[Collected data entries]
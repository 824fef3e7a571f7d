//! Error types for the Lumen clients

use thiserror::Error;

/// Result type alias for client operations
pub type Result<T> = std::result::Result<T, ClientError>;

/// Errors that can occur when talking to the testing service or GitHub
#[derive(Debug, Error)]
pub enum ClientError {
    /// HTTP request failed
    #[error("HTTP request failed: {0}")]
    RequestFailed(#[from] reqwest::Error),

    /// API returned an error status code
    #[error("API error (status {status}): {message}")]
    ApiError {
        /// HTTP status code
        status: u16,
        /// Response body as returned by the API
        message: String,
    },

    /// Failed to parse response
    #[error("Failed to parse response: {0}")]
    ParseError(String),
}

impl ClientError {
    /// Create an API error from status code and message
    pub fn api_error(status: u16, message: impl Into<String>) -> Self {
        Self::ApiError {
            status,
            message: message.into(),
        }
    }

    /// HTTP status of an API error, if this is one
    pub fn status(&self) -> Option<u16> {
        match self {
            Self::ApiError { status, .. } => Some(*status),
            Self::RequestFailed(e) => e.status().map(|s| s.as_u16()),
            Self::ParseError(_) => None,
        }
    }
}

**WHAT YOU WILL DO:** Please write out exactly the line containing "pub fn api_error(status: u16, message: impl" and every line after it through the end of the records, nothing more.

**TASK ANSWER:**
    pub fn api_error(status: u16, message: impl Into<String>) -> Self {
        Self::ApiError {
            status,
            message: message.into(),
        }
    }

    /// HTTP status of an API error, if this is one
    pub fn status(&self) -> Option<u16> {
        match self {
            Self::ApiError { status, .. } => Some(*status),
            Self::RequestFailed(e) => e.status().map(|s| s.as_u16()),
            Self::ParseError(_) => None,
        }
    }
}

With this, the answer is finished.